Every year, the final weeks of August are the “last reprieve” for Dr. Neeru Jayanthi, an Atlanta-based sports medicine physician.
That’s because as students return to school and resume sports, the injuries start rolling in.
“We actually prepare for it as high schools and contact sports start opening up,” said Jayanthi, who runs Emory Healthcare’s Sports Medicine Research and Education division. “With the clinics, we already expect to see more volume.”
More children go to the emergency room for sports-related injuries in September than at any other time of the year, according to an analysis of two decades of hospital data by GateHouse Media.
According to Newton Medical Center, September 2018 saw more sports injury patients than any other month that year — 18. More than half of the patients seen that month were football players. According to NMC, last year the facility treated 37 patients for injuries sustained in football, with basketball second at 25.

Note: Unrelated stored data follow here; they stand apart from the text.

//! tablekit - a reusable generic table core.
//!
//! Provides fuzzy text filtering over arbitrary row shapes, persisted
//! view configuration (column layout and sort order) keyed by a
//! caller-supplied context, a position-aware context-menu protocol with
//! per-action enablement rules, and bulk selection / CSV export
//! orchestration.
//!
//! Rendering, storage and scoring are injected: the host supplies a
//! [`engine::GridEngine`] (the actual data-grid library), a
//! [`store::ViewStateStore`] (a synchronous string key-value store) and
//! optionally a [`filter::FuzzyMatcher`] and [`search::Navigator`]. The
//! [`table::TableCore`] wires one table instance together.

pub mod column;
pub mod context_menu;
pub mod engine;
pub mod error;
pub mod export;
pub mod filter;
pub mod search;
pub mod store;
pub mod table;
pub mod value;
pub mod view_state;

pub mod prelude {
    pub use crate::column::{CellAccessor, ColumnDescriptor, ColumnSpec, SortDirection};
    pub use crate::context_menu::{
        ActionData, ContextMenuActionEvent, ContextMenuController, ContextMenuItem, MenuClick,
        MenuPosition, MenuSize, MenuState, Viewport,
    };
    pub use crate::engine::{FilterPredicateFn, GridEngine};
    pub use crate::error::TableError;
    pub use crate::filter::{FuzzyFilterPredicate, FuzzyMatcher, NucleoMatcher};
    pub use crate::search::{Navigator, SearchChannel, Subscription};
    pub use crate::store::{MemoryStore, ViewStateStore};
    pub use crate::table::TableCore;
    pub use crate::value::CellValue;
    pub use crate::view_state::{SortEntry, ViewState, ViewStatePersistence};
}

According to the national data, football accounts for more than half of all sports-related visits in September for patients under 18. ER trips due to soccer and volleyball injuries also peak that month.
And according to new data collection by the Kansas High School Activities Association, one of those sports saw more concussions than any other — not only in aggregate numbers but by percentage.
The 2018-2019 school year marked the first year member schools were required to report concussions to the Kansas State High School Activities Association. Over 2,100 concussions were reported across grades 7-12.
According to KSHAA, 6.16% of football players in Kansas suffered a concussion last year — with 903 reported statewide. The average days a football player spent sitting out was 18.72 days.
The Kansas high school football season will kick off this week.
The Emergency Room numbers come from the National Electronic Injury Surveillance System, a database run by the U.S. Consumer Product Safety Commission for more than four decades. Some 100 hospitals around the country participate, sending detailed data about a broad spectrum of ER visits to the commission.
Not all sports injuries peak in the fall. Wrestling- and basketball-related ER visits are at their highest in January. Meanwhile, softball and baseball injuries tend to spike in May.
Sports medicine experts say athletes are more at risk for injury at the beginning of the season because they tend to jump back into intense training even though their bodies aren’t conditioned for it.
The pattern has been noticed even at the most elite levels of play, like in the National Football League, where officials are weighing whether to shorten the preseason due to the prevalence of injuries.
Many youth sports lost participation in recent years, according to the Sports & Fitness Industry Association. Not only are parents more aware about the risk of injury, but kids increasingly are rejecting the high-pressure atmosphere of competitive sports, said Jayanthi.
“It’s great for kids to really want intensity,” he said, “but there’s a cost to that as well.”
Risks of concussion
Charelle Tootle, a mother of two from Kansas City, Mo., said her teenage son Parker withdrew from football because of those concerns.
He sustained a severe concussion in 2014 while trying to eke out a few more yards on a first down. It was just before his first season as the high school’s varsity quarterback. The recovery process caused Parker to miss months of school, and the fear of permanent damage was too much to endure — even for their football-obsessed family.
“What my son went through, it’s not worth it,” Tootle said. “When your child is laying on the field, knocked out, there’s nothing scarier. And looking back, I would say no to football.”
Football does tend to have high concussion rates, according to Safe Kids Worldwide, which used the same ER data to examine injury rates by sport in 2013. Other activities like ice hockey and wrestling had even higher concussion rates.
Still, “every sport is safe if the right things are followed,” said Ali Flury, Safe Kids’ sports safety program manager. “You do your pre-participation physical, you do your warmup and stretch routine every single day, you drink water, you wear the appropriate equipment.”
ER visits for football-related injuries among older youths dropped dramatically after peaking in 2010 at 12,064, according to the data. Eight years later, ERs treated 7,713 football-related injuries. But a higher percentage of those injuries were concussion-related.
Emergency room physicians say they are encouraged to see more young athletes asking questions about concussions and overuse injuries.
Rest and heal
Annie Slater, a pediatric emergency medicine physician in Seattle, emphasized making sure young athletes take appropriate time off after an injury.
Even an ankle sprain weakens tendon and soft tissues, she said. Athletes who fail to properly heal put themselves at risk for further injury.
“I see kids come in and they just want to play their sport, and they just want to get back on the field,” Slater said, “but my biggest thing is you have to rest.”
Parents also need to think critically about how many competitive sports their child can effectively handle, said Dr. Irene Tien, a Boston-area pediatric emergency room physician.
“Bodies do need a rest,” Tien said. “It is actually productive to rest.”
Jayanthi, who is a lifelong tennis player, encourages parents let their children guide the sports selection and intensity level.
Instead of focusing solely on safety, parents should also consider the psychosocial and health benefits of sports, he said.
For example, while football may score lower on physical safety, it’s among the sports that ranks the highest in both psychological and social benefits.
“I want to remind people that sports is a great, great avenue for young folks and young people,” Jayanthi said. “Let’s not look at the data and say move away from sports — because now you have kids playing Fortnite.”